BEGIN SUPPLIED ENTRIES
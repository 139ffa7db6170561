mod pii;
pub(crate) use pii::Pii;

mod time;
pub use time::{ntp_to_time, time_to_ntp, NTP_DELTA};
#![allow(missing_docs)]

use std::fmt;
use std::ops::Deref;

use serde::{Deserialize, Serialize};

macro_rules! num_id {
    ($id:ident, $t:ty) => {
        #[derive(
            Debug, Default, Clone, Copy, PartialEq, Eq, Hash, PartialOrd, Ord, Serialize,
            Deserialize,
        )]
        pub struct $id($t);

        impl Deref for $id {
            type Target = $t;

            fn deref(&self) -> &Self::Target {
                &self.0
            }
        }

        impl From<$t> for $id {
            fn from(v: $t) -> Self {
                $id(v)
            }
        }

        impl fmt::Display for $id {
            fn fmt(&self, f: &mut fmt::Formatter<'_>) -> fmt::Result {
                write!(f, "{}", self.0)
            }
        }
    };
}

num_id!(Pt, u8);
num_id!(Ssrc, u32);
END SUPPLIED ENTRIES
ASSIGNMENT
Wherever the word "time" appears in a line of the data, copy that line.

RESULT OF THIS TASK
mod time;
pub use time::{ntp_to_time, time_to_ntp, NTP_DELTA};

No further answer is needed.